The programs offered by the Department give each student a sense of the nature of mathematics and its place in society. We aim to prepare a student for the challenge of a lifetime of learning, in addition to providing a student with the mathematical tools needed for practical employment. The Department also offers Master's and PhD. degrees, so members of the faculty are well-acquainted with the highest levels of mathematical scholarship, as well as research.
Bachelor of Science in Mathematics:
The program consists of seven required mathematics courses that give the student a broad mathematical foundation in calculus, linear algebra, discrete mathematics, modern algebra and modern analysis. Every student takes two introductory computer science courses, an English course on technical writing, and six more upper division mathematics courses. The six upper division mathematics courses can be chosen to fit particular interest areas. The Department of Mathematical Sciences offers a broad range of courses in different areas of mathematics and statistics; students are free to concentrate on logic and foundations, advanced analysis, probability and statistics, advanced algebra, numerical analysis, dynamical systems, geometry and topology or history of mathematics. So beyond building a solid foundation in mathematics, there is the flexibility to gain advanced mathematical knowledge in preparation for any occupation the student intends to enter, including continuing his/her education in graduate school. Students graduating from NMSU with a B.S. in mathematics have had a high success rate in obtaining admission to graduate work in the university of their choice.

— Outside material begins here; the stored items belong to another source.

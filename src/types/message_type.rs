//! User-facing classification of a packet result

use serde::{Deserialize, Serialize};

/// Message classification carried by every [`PacketResult`](super::PacketResult).
///
/// Serialized as its byte value: 0=Normal, 1=Info, 2=Error, 3=Warning, 4=Success.
#[derive(Debug, Clone, Copy, PartialEq, Eq, Hash, Default, Serialize, Deserialize)]
#[serde(try_from = "u8", into = "u8")]
#[repr(u8)]
pub enum MessageType {
    #[default]
    Normal = 0,
    Info = 1,
    Error = 2,
    Warning = 3,
    Success = 4,
}

impl From<MessageType> for u8 {
    fn from(kind: MessageType) -> Self {
        kind as u8
    }
}

impl TryFrom<u8> for MessageType {
    type Error = String;

    fn try_from(value: u8) -> Result<Self, String> {
        match value {
            0 => Ok(MessageType::Normal),
            1 => Ok(MessageType::Info),
            2 => Ok(MessageType::Error),
            3 => Ok(MessageType::Warning),
            4 => Ok(MessageType::Success),
            other => Err(format!("invalid message type {other}")),
        }
    }
}

#[cfg(test)]
mod tests {
    use super::*;

    #[test]
    fn byte_values_are_stable() {
        assert_eq!(u8::from(MessageType::Normal), 0);
        assert_eq!(u8::from(MessageType::Info), 1);
        assert_eq!(u8::from(MessageType::Error), 2);
        assert_eq!(u8::from(MessageType::Warning), 3);
        assert_eq!(u8::from(MessageType::Success), 4);
        assert!(MessageType::try_from(5).is_err());
    }
}
//! CRUD action codes and their transport verb mapping

use serde::{Deserialize, Serialize};

/// One of the four fixed operations a packet can request.
///
/// On the wire an action is a single byte: `c`, `r`, `u` or `d`.
#[derive(Debug, Clone, Copy, PartialEq, Eq, Hash, Serialize, Deserialize)]
#[serde(try_from = "u8", into = "u8")]
pub enum Action {
    Create,
    Read,
    Update,
    Delete,
}

impl Action {
    /// All actions in wire-code order.
    pub const ALL: [Action; 4] = [Action::Create, Action::Read, Action::Update, Action::Delete];

    /// Wire byte for this action.
    pub const fn code(self) -> u8 {
        match self {
            Action::Create => b'c',
            Action::Read => b'r',
            Action::Update => b'u',
            Action::Delete => b'd',
        }
    }

    /// Parse a wire byte. Returns `None` for anything outside `c`/`r`/`u`/`d`.
    pub const fn from_code(code: u8) -> Option<Self> {
        match code {
            b'c' => Some(Action::Create),
            b'r' => Some(Action::Read),
            b'u' => Some(Action::Update),
            b'd' => Some(Action::Delete),
            _ => None,
        }
    }

    /// Map a conventional transport verb (POST, GET, PUT, DELETE).
    pub fn from_method(method: &str) -> Option<Self> {
        match method {
            "POST" => Some(Action::Create),
            "GET" => Some(Action::Read),
            "PUT" => Some(Action::Update),
            "DELETE" => Some(Action::Delete),
            _ => None,
        }
    }

    /// Transport verb for this action.
    pub const fn method(self) -> &'static str {
        match self {
            Action::Create => "POST",
            Action::Read => "GET",
            Action::Update => "PUT",
            Action::Delete => "DELETE",
        }
    }

    /// Wire byte as a printable character, used in error messages.
    pub const fn as_char(self) -> char {
        self.code() as char
    }
}

impl From<Action> for u8 {
    fn from(action: Action) -> Self {
        action.code()
    }
}

impl TryFrom<u8> for Action {
    type Error = String;

    fn try_from(code: u8) -> Result<Self, Self::Error> {
        Action::from_code(code).ok_or_else(|| format!("invalid action code {code:#04x}"))
    }
}

impl std::fmt::Display for Action {
    fn fmt(&self, f: &mut std::fmt::Formatter<'_>) -> std::fmt::Result {
        let name = match self {
            Action::Create => "create",
            Action::Read => "read",
            Action::Update => "update",
            Action::Delete => "delete",
        };
        f.write_str(name)
    }
}

/// Translate a transport verb to its action byte; unknown verbs map to `0`.
pub fn method_to_action_code(method: &str) -> u8 {
    Action::from_method(method).map_or(0, Action::code)
}

/// Translate an action byte to its transport verb; unknown bytes map to `""`.
pub fn action_code_to_method(code: u8) -> &'static str {
    Action::from_code(code).map_or("", Action::method)
}
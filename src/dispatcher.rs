//! Single-call dispatch
//!
//! Resolves a handler slot and runs one action through it. The checks run in
//! a fixed order so callers can rely on which error wins:
//!
//! 1. slot lookup ([`ProtocolError::NoHandler`])
//! 2. full-payload validator, if bound ([`ProtocolError::Validation`])
//! 3. cancellation and deadline ([`ProtocolError::Cancelled`], [`ProtocolError::DeadlineExceeded`])
//! 4. action binding ([`ProtocolError::NotImplemented`])
//! 5. decode and per-item validation, then the handler method

use std::sync::Arc;
use tracing::trace;

use crate::codec::{Codec, ErasedPayload};
use crate::context::CallContext;
use crate::handler::Reply;
use crate::registry::HandlerRegistry;
use crate::types::Action;
use crate::{ProtocolError, Result};

/// Routes calls to registered handlers.
#[derive(Debug)]
pub struct Dispatcher<C: Codec> {
    registry: HandlerRegistry<C>,
    codec: Arc<C>,
}

impl<C: Codec> Dispatcher<C> {
    pub fn new(codec: Arc<C>, max_handlers: usize) -> Self {
        Self { registry: HandlerRegistry::new(max_handlers), codec }
    }

    pub fn registry(&self) -> &HandlerRegistry<C> {
        &self.registry
    }

    pub fn registry_mut(&mut self) -> &mut HandlerRegistry<C> {
        &mut self.registry
    }

    /// Invoke `action` on the handler in slot `handler_id` with encoded `args`.
    pub async fn call_handler(
        &self,
        ctx: &CallContext,
        handler_id: u8,
        action: Action,
        args: &[Vec<u8>],
    ) -> Result<Reply<ErasedPayload<C>>> {
        let handler = self
            .registry
            .get(handler_id)
            .ok_or_else(|| ProtocolError::no_handler(handler_id, self.registry.len()))?;

        handler.validate(action, args)?;
        ctx.ensure_live(handler_id)?;

        if !handler.supports(action) {
            return Err(ProtocolError::NotImplemented {
                action: action.as_char(),
                handler: handler.name().to_string(),
            });
        }

        trace!(handler = handler.name(), %action, args = args.len(), "Calling handler");
        handler.invoke(&self.codec, ctx, action, args).await
    }
}
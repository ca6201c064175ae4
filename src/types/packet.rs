//! Packet and batch envelope types

use serde::{Deserialize, Serialize};

use super::{Action, MessageType};

/// One logical CRUD operation.
///
/// `data` holds one independently encoded buffer per argument, so a single
/// packet can carry N records for the same handler and action.
#[derive(Debug, Clone, Default, PartialEq, Eq, Serialize, Deserialize)]
pub struct Packet {
    /// Raw action byte (`c`, `r`, `u`, `d`)
    pub action: u8,

    /// Positional handler slot assigned at registration
    pub handler_id: u8,

    /// Caller correlation token; empty for fire-and-forget
    pub req_id: String,

    /// Encoded arguments
    pub data: Vec<Vec<u8>>,
}

impl Packet {
    /// Create a packet for a known action.
    pub fn new(action: Action, handler_id: u8, req_id: impl Into<String>) -> Self {
        Self { action: action.code(), handler_id, req_id: req_id.into(), data: Vec::new() }
    }

    /// Attach encoded arguments.
    pub fn with_data(mut self, data: Vec<Vec<u8>>) -> Self {
        self.data = data;
        self
    }

    /// Parsed action, if the byte is one of the four known codes.
    pub fn parsed_action(&self) -> Option<Action> {
        Action::from_code(self.action)
    }
}

/// Ordered packets sent as one unit.
#[derive(Debug, Clone, Default, PartialEq, Eq, Serialize, Deserialize)]
pub struct BatchRequest {
    pub packets: Vec<Packet>,
}

/// Outcome of one packet.
///
/// Carries the identity of the originating packet so the receiver can
/// correlate by `req_id` regardless of position.
#[derive(Debug, Clone, Default, PartialEq, Eq, Serialize, Deserialize)]
pub struct PacketResult {
    pub action: u8,
    pub handler_id: u8,
    pub req_id: String,
    pub message_type: MessageType,
    pub message: String,

    /// Encoded outputs: none, one, or one per independent response
    pub data: Vec<Vec<u8>>,
}

impl PacketResult {
    /// Start a result that mirrors the identity of `packet`.
    pub fn for_packet(packet: &Packet) -> Self {
        Self {
            action: packet.action,
            handler_id: packet.handler_id,
            req_id: packet.req_id.clone(),
            ..Self::default()
        }
    }

    /// Mark this result successful with the given outputs.
    pub fn succeed(&mut self, data: Vec<Vec<u8>>) {
        self.message_type = MessageType::Success;
        self.message = PacketResult::OK.to_string();
        self.data = data;
    }

    /// Mark this result failed. Output data is discarded.
    pub fn fail(&mut self, message: impl Into<String>) {
        self.message_type = MessageType::Error;
        self.message = message.into();
        self.data.clear();
    }

    /// Message used for every successful result.
    pub const OK: &'static str = "OK";

    /// Whether this result reports an error.
    pub fn is_error(&self) -> bool {
        self.message_type == MessageType::Error
    }
}

/// Ordered results sent back as one unit.
#[derive(Debug, Clone, Default, PartialEq, Eq, Serialize, Deserialize)]
pub struct BatchResponse {
    pub results: Vec<PacketResult>,
}

impl BatchResponse {
    /// Find a result by correlation token.
    pub fn by_req_id(&self, req_id: &str) -> Option<&PacketResult> {
        self.results.iter().find(|result| result.req_id == req_id)
    }
}

/// Borrowed view of a batch request, serialized exactly like [`BatchRequest`].
///
/// Lets the broker encode its queue without cloning every packet.
#[derive(Serialize)]
pub(crate) struct BatchRequestRef<'a> {
    pub packets: Vec<&'a Packet>,
}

Supplementary Major in Applied Mathematics:
A supplementary major in applied mathematics (SMAM) is designed to accompany a degree program in a primary major; the primary major can be in any field, but the program is particularly suited to accompany a regular major in computer science, physics, any of the engineering majors, economics and/or mathematics. To earn a supplementary major, a student selects five upper-division courses from a list of advanced mathematics courses and, in addition, must take three more advanced courses in related applied fields. These courses in related areas are mathematically intensive. The entire program of eight courses can be chosen to add breadth and depth to the student's knowledge of his/her primary major. For a student majoring in engineering, economics, a physical science, or computer science, the SMAM offers a unique opportunity to correlate a particular area of study with an enhanced knowledge of the mathematical tools that are so highly useful in the area. For a mathematics major, the SMAM offers a chance to investigate concrete areas in applied mathematics and to prepare for further cross-disciplinary work. Such study deepens a students understanding of mathematics as a whole and improves his or her ability to communicate mathematically with people in related technical disciplines.
Minor in Mathematics:
The Minor in Mathematics can accompany any primary major, except a major in mathematics. It is the perfect degree for students who will benefit from earning a degree in mathematics, but who cannot accommodate a second major in their schedules. The program consists of six mathematics courses, three of which must be upper division courses.